Damn, I'm on a T break right now but I have NEVER remembered any dreams whatsoever after smoking weed. It's nice to know that it's possible though. Once I'm off my tbreak would you mind giving me some tips on having some dream recall after smoking weed. Is the trick just to smoke it after you wake up in a WBTB?

----------


## Mantralucide

before sleep, dont smoke too much, generally just sleep at least like 3 hours after blazing

----------


## whiterain

im having more joy when i dont smoke these days. if i smoke i do tend to have a longer more rambling unlucid dream. these definately have their own merits, but im having much more lucidity by not smoking. the period where i was smoking and having lots of lucids was whe i was also having a cup of mugwort tea before bed. they seem to work very well together. mugwort is easy to recognise and grows on roadsides and pretty much everywhere in the northern hemisphere. i recommend it massively for anyone needing just a little boost without the downsides of a strong psychadelic. just use a small tea bag sized amount and a bit of honey or even add some mint to it. taste is pretty damn good too

----------


## RyanBaron

Cool, thanks whiterain. I'll check out mugwort tea.

----------


## KingYoshi

A lot of it could be your mindset. I hear people all the time talk about how they struggle to dream when smoking, but it hasn't been an issue with me from the very beginning. I learned/trained to lucid dream while high and have never doubted my ability to dream while using. You could always set alarms during the night to wake up and write down your dreams right after they happen, so they don't get lost/forgotten throughout the night. I used alarms to wake up and write me dreams down when I first started lucid dreaming...it helped get a "jump start" into the art.

----------


## RyanBaron

That's true, it could just be my mindset. I will try to change this once I start smoking again. Thanks for the alarm tip, I'll definitely try this out.

----------


## whiterain

> A lot of it could be your mindset. I hear people all the time talk about how they struggle to dream when smoking, but it hasn't been an issue with me from the very beginning. I learned/trained to lucid dream while high and have never doubted my ability to dream while using. You could always set alarms during the night to wake up and write down your dreams right after they happen, so they don't get lost/forgotten throughout the night.
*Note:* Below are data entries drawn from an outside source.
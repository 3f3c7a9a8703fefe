mod block_id;
pub use block_id::{BlockId, BLOCKID_LEN};

mod low_level;
pub use low_level::{
    BlockStore, BlockStoreDeleter, BlockStoreReader, BlockStoreWriter, InMemoryBlockStore,
    OnDiskBlockStore, RemoveResult, TryCreateResult,
};

mod high_level;
pub use high_level::{Block, LockingBlockStore};
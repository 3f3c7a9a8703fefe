use anyhow::{anyhow, Result};
use binary_layout::{define_layout, Field};
use std::num::NonZeroU64;

use blocktree_blockstore::BLOCKID_LEN;

pub const FORMAT_VERSION_HEADER: u16 = 0;

/// Cap on tree depth in the on-disk format. Loading a deeper node fails as corrupt, and
/// trees that would need more levels fail with [crate::NodeError::CapacityExceeded]. How much
/// data fits below this depth depends on the block size, e.g. only 32 KiB with 40 byte blocks.
pub const MAX_DEPTH: u8 = 10;

define_layout!(node, LittleEndian, {
    format_version_header: u16,

    // Not currently used, only used for alignment.
    unused: u8,

    // Leaf nodes have a depth of 0. Each layer above has a depth of one higher than the level directly below.
    depth: u8,

    // Leaf nodes store number of data bytes here. Inner nodes store number of children.
    size: u32,

    // Data. Leaf nodes just store bytes here. Inner nodes store a list of child block ids.
    data: [u8],
});

#[derive(Debug, Clone, Copy, PartialEq, Eq)]
pub struct NodeLayout {
    pub block_size_bytes: u32,
}

impl NodeLayout {
    pub const fn header_len() -> usize {
        node::data::OFFSET
    }

    /// Enough for the header and for inner nodes to have at least two children and form a tree.
    pub const fn min_block_size_bytes() -> usize {
        node::data::OFFSET + 2 * BLOCKID_LEN
    }

    pub fn max_bytes_per_leaf(&self) -> u32 {
        self.block_size_bytes - Self::header_len() as u32
    }

    pub fn max_children_per_inner_node(&self) -> u32 {
        self.max_bytes_per_leaf() / BLOCKID_LEN as u32
    }

    /// Number of leaves below a full inner node of the given depth. A leaf itself (depth 0) counts as 1.
    pub fn num_leaves_per_full_subtree(&self, depth: u8) -> Result<NonZeroU64> {
        let num_leaves = u64::from(self.max_children_per_inner_node())
            .checked_pow(u32::from(depth))
            .ok_or_else(|| {
                anyhow!(
                    "Overflow in max_children_per_inner_node^depth: {}^{}",
                    self.max_children_per_inner_node(),
                    depth,
                )
            })?;
        Ok(NonZeroU64::new(num_leaves).expect("non_zero^x can never be zero"))
    }

    /// Number of bytes a tree with a root of the given depth can hold.
    pub fn max_bytes_per_subtree(&self, depth: u8) -> Result<u64> {
        self.num_leaves_per_full_subtree(depth)?
            .get()
            .checked_mul(u64::from(self.max_bytes_per_leaf()))
            .ok_or_else(|| anyhow!("Overflow computing the capacity of a tree of depth {}", depth))
    }
}

#[cfg(test)]
mod tests {
    use super::*;

    const LAYOUT: NodeLayout = NodeLayout {
        block_size_bytes: 1024,
    };

    #[test]
    fn header_is_8_bytes() {
        assert_eq!(8, NodeLayout::header_len());
        assert_eq!(40, NodeLayout::min_block_size_bytes());
    }

    #[test]
    fn max_bytes_per_leaf() {
        assert_eq!(1016, LAYOUT.max_bytes_per_leaf());
    }

    #[test]
    fn max_children_per_inner_node() {
        assert_eq!(63, LAYOUT.max_children_per_inner_node());
        assert_eq!(
            2,
            NodeLayout {
                block_size_bytes: 40
            }
            .max_children_per_inner_node()
        );
    }

    #[test]
    fn num_leaves_per_full_subtree() {
        assert_eq!(1, LAYOUT.num_leaves_per_full_subtree(0).unwrap().get());
        assert_eq!(63, LAYOUT.num_leaves_per_full_subtree(1).unwrap().get());
        assert_eq!(63 * 63, LAYOUT.num_leaves_per_full_subtree(2).unwrap().get());
    }

    #[test]
    fn num_leaves_per_full_subtree_overflow() {
        let layout = NodeLayout {
            block_size_bytes: u32::MAX,
        };
        assert!(layout.num_leaves_per_full_subtree(10).is_err());
    }

    #[test]
    fn max_bytes_per_subtree() {
        assert_eq!(1016, LAYOUT.max_bytes_per_subtree(0).unwrap());
        assert_eq!(63 * 1016, LAYOUT.max_bytes_per_subtree(1).unwrap());
    }
}
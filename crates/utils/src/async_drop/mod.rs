//! Explicit asynchronous teardown.
//!
//! Rust has no async destructors, so types that need to flush or close something
//! asynchronously implement [AsyncDrop] and are only ever handed out wrapped in an
//! [AsyncDropGuard]. The guard insists that its owner awaits [AsyncDropGuard::async_drop].

mod async_drop;
pub use async_drop::AsyncDrop;

mod async_drop_guard;
pub use async_drop_guard::AsyncDropGuard;
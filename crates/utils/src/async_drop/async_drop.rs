use async_trait::async_trait;
use std::fmt::Debug;

/// Asynchronous counterpart of [Drop]. Only ever invoked through [super::AsyncDropGuard::async_drop].
#[async_trait]
pub trait AsyncDrop {
    type Error: Debug;

    /// Release the resources held by `self`. Runs before any synchronous [Drop] impl of the type.
    /// If this returns an error, the value is still considered dropped.
    async fn async_drop_impl(&mut self) -> Result<(), Self::Error>;
}
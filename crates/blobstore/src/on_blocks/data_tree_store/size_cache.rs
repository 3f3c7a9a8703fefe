use anyhow::{anyhow, bail, Result};
use async_recursion::async_recursion;
use std::num::NonZeroU64;

use crate::on_blocks::data_node_store::{
    DataInnerNode, DataNode, DataNodeStore, NodeError, NodeLayout,
};
use blocktree_blockstore::{BlockId, BlockStore};

/// Remembers how many leaves (and possibly bytes) a tree has so we don't have to walk
/// down its right border for every size query.
#[derive(Debug, Clone, Copy, PartialEq, Eq)]
pub enum SizeCache {
    SizeUnknown,
    RootIsInnerNodeAndNumLeavesIsKnown {
        num_leaves: NonZeroU64,
        // Only valid while the root is an inner node. If the root were the rightmost leaf,
        // loading it to get its size would wait for the lock we're already holding on the root.
        rightmost_leaf_id: BlockId,
    },
    NumBytesIsKnown {
        num_leaves: NonZeroU64,
        rightmost_leaf_num_bytes: u32,
    },
}

impl SizeCache {
    pub async fn get_or_calculate_num_leaves<B: BlockStore + Send + Sync + 'static>(
        &mut self,
        node_store: &DataNodeStore<B>,
        root_node: &DataNode<B>,
    ) -> Result<NonZeroU64> {
        match (*self, root_node) {
            (Self::SizeUnknown, DataNode::Inner(root_node)) => {
                let NumLeavesAndRightmostLeafId {
                    num_leaves,
                    rightmost_leaf_id,
                } = calculate_num_leaves_and_rightmost_leaf_id(node_store, root_node).await?;
                *self = SizeCache::RootIsInnerNodeAndNumLeavesIsKnown {
                    num_leaves,
                    rightmost_leaf_id,
                };
                Ok(num_leaves)
            }
            (Self::SizeUnknown, DataNode::Leaf(root_node)) => {
                let num_leaves = NonZeroU64::MIN;
                *self = SizeCache::NumBytesIsKnown {
                    num_leaves,
                    rightmost_leaf_num_bytes: root_node.num_bytes(),
                };
                Ok(num_leaves)
            }
            (Self::RootIsInnerNodeAndNumLeavesIsKnown { num_leaves, .. }, _) => Ok(num_leaves),
            (Self::NumBytesIsKnown { num_leaves, .. }, _) => Ok(num_leaves),
        }
    }

    pub async fn get_or_calculate_num_bytes<B: BlockStore + Send + Sync + 'static>(
        &mut self,
        node_store: &DataNodeStore<B>,
        root_node: &DataNode<B>,
    ) -> Result<u64> {
        let layout = *node_store.layout();
        match (*self, root_node) {
            (Self::SizeUnknown, DataNode::Inner(root_node)) => {
                let NumLeavesAndRightmostLeafId {
                    num_leaves,
                    rightmost_leaf_id,
                } = calculate_num_leaves_and_rightmost_leaf_id(node_store, root_node).await?;
                let rightmost_leaf_num_bytes =
                    Self::_calculate_leaf_size(node_store, rightmost_leaf_id).await?;
                *self = Self::NumBytesIsKnown {
                    num_leaves,
                    rightmost_leaf_num_bytes,
                };
                calculate_num_bytes(&layout, num_leaves, rightmost_leaf_num_bytes)
            }
            (Self::SizeUnknown, DataNode::Leaf(root_node)) => {
                let num_leaves = NonZeroU64::MIN;
                let rightmost_leaf_num_bytes = root_node.num_bytes();
                *self = Self::NumBytesIsKnown {
                    num_leaves,
                    rightmost_leaf_num_bytes,
                };
                calculate_num_bytes(&layout, num_leaves, rightmost_leaf_num_bytes)
            }
            (
                Self::RootIsInnerNodeAndNumLeavesIsKnown {
                    num_leaves,
                    rightmost_leaf_id,
                },
                _,
            ) => {
                let rightmost_leaf_num_bytes =
                    Self::_calculate_leaf_size(node_store, rightmost_leaf_id).await?;
                *self = Self::NumBytesIsKnown {
                    num_leaves,
                    rightmost_leaf_num_bytes,
                };
                calculate_num_bytes(&layout, num_leaves, rightmost_leaf_num_bytes)
            }
            (
                Self::NumBytesIsKnown {
                    num_leaves,
                    rightmost_leaf_num_bytes,
                },
                _,
            ) => calculate_num_bytes(&layout, num_leaves, rightmost_leaf_num_bytes),
        }
    }

    pub fn update(
        &mut self,
        layout: &NodeLayout,
        num_leaves: NonZeroU64,
        total_num_bytes: u64,
    ) -> Result<()> {
        let max_bytes_per_leaf = u64::from(layout.max_bytes_per_leaf());
        let num_bytes_in_left_leaves = (num_leaves.get() - 1) * max_bytes_per_leaf;
        let rightmost_leaf_num_bytes = total_num_bytes
            .checked_sub(num_bytes_in_left_leaves)
            .ok_or_else(|| {
                anyhow!(
                    "Tried to update cache to total_num_bytes={} but with max_bytes_per_leaf={} and num_leaves={}, we should have at least {}",
                    total_num_bytes,
                    max_bytes_per_leaf,
                    num_leaves,
                    num_bytes_in_left_leaves,
                )
            })?;
        if rightmost_leaf_num_bytes > max_bytes_per_leaf {
            bail!(
                "Tried to update cache to total_num_bytes={} but {} leaves with max_bytes_per_leaf={} can't hold that",
                total_num_bytes,
                num_leaves,
                max_bytes_per_leaf,
            );
        }
        *self = Self::NumBytesIsKnown {
            num_leaves,
            rightmost_leaf_num_bytes: rightmost_leaf_num_bytes as u32,
        };
        Ok(())
    }

    async fn _calculate_leaf_size<B: BlockStore + Send + Sync + 'static>(
        node_store: &DataNodeStore<B>,
        rightmost_leaf_id: BlockId,
    ) -> Result<u32> {
        match node_store.load(rightmost_leaf_id).await? {
            DataNode::Inner(inner) => bail!(NodeError::corrupt(
                rightmost_leaf_id,
                format!(
                    "Expected the rightmost leaf but found an inner node with depth {}",
                    inner.depth(),
                ),
            )),
            DataNode::Leaf(leaf) => Ok(leaf.num_bytes()),
        }
    }
}

fn calculate_num_bytes(
    layout: &NodeLayout,
    num_leaves: NonZeroU64,
    rightmost_leaf_num_bytes: u32,
) -> Result<u64> {
    (num_leaves.get() - 1)
        .checked_mul(u64::from(layout.max_bytes_per_leaf()))
        .and_then(|left| left.checked_add(u64::from(rightmost_leaf_num_bytes)))
        .ok_or_else(|| {
            anyhow!(
                "Overflow in (num_leaves-1)*max_bytes_per_leaf+rightmost_leaf_num_bytes: ({}-1)*{}+{}",
                num_leaves,
                layout.max_bytes_per_leaf(),
                rightmost_leaf_num_bytes,
            )
        })
}

struct NumLeavesAndRightmostLeafId {
    num_leaves: NonZeroU64,
    rightmost_leaf_id: BlockId,
}

#[async_recursion]
async fn calculate_num_leaves_and_rightmost_leaf_id<B: BlockStore + Send + Sync + 'static>(
    node_store: &DataNodeStore<B>,
    root_node: &DataInnerNode<B>,
) -> Result<NumLeavesAndRightmostLeafId> {
    let depth = root_node.depth().get();
    let num_children = NonZeroU64::from(root_node.num_children());
    let last_child_id = root_node.read_last_child();
    if depth == 1 {
        return Ok(NumLeavesAndRightmostLeafId {
            num_leaves: num_children,
            rightmost_leaf_id: last_child_id,
        });
    }

    let num_leaves_per_full_child = node_store.layout().num_leaves_per_full_subtree(depth - 1)?;
    let num_leaves_in_left_children = (num_children.get() - 1)
        .checked_mul(num_leaves_per_full_child.get())
        .ok_or_else(|| {
            anyhow!(
                "Overflow in (num_children-1)*num_leaves_per_full_child: ({}-1)*{}",
                num_children,
                num_leaves_per_full_child,
            )
        })?;
    let last_child = match node_store.load(last_child_id).await? {
        DataNode::Leaf(_) => bail!(NodeError::corrupt(
            last_child_id,
            format!(
                "Loaded as a leaf node but the inner node above it has depth {}",
                depth
            ),
        )),
        DataNode::Inner(last_child) => last_child,
    };
    let NumLeavesAndRightmostLeafId {
        num_leaves: num_leaves_in_right_child,
        rightmost_leaf_id,
    } = calculate_num_leaves_and_rightmost_leaf_id(node_store, &last_child).await?;
    let num_leaves = num_leaves_in_right_child
        .checked_add(num_leaves_in_left_children)
        .ok_or_else(|| {
            anyhow!(
                "Overflow in num_leaves_in_right_child+num_leaves_in_left_children: {}+{}",
                num_leaves_in_right_child,
                num_leaves_in_left_children,
            )
        })?;
    Ok(NumLeavesAndRightmostLeafId {
        num_leaves,
        rightmost_leaf_id,
    })
}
I used alarms to wake up and write me dreams down when I first started lucid dreaming...it helped get a "jump start" into the art.



its not the memory that is an issue lately. it does apparently effect some peoples recall but i had my first smoke in a while over the weekend, and have had amazing, long, odd dreams which have been full of dreamsigns, but i have not been able to turn any of them lucid. its still a useful tool though because rem rebound can be an amazing experience. the alarm to wake yourself up and write a journal entry is a very useful idea yoshi. i think i am going to make smoking a fortnightly thing for now at least

----------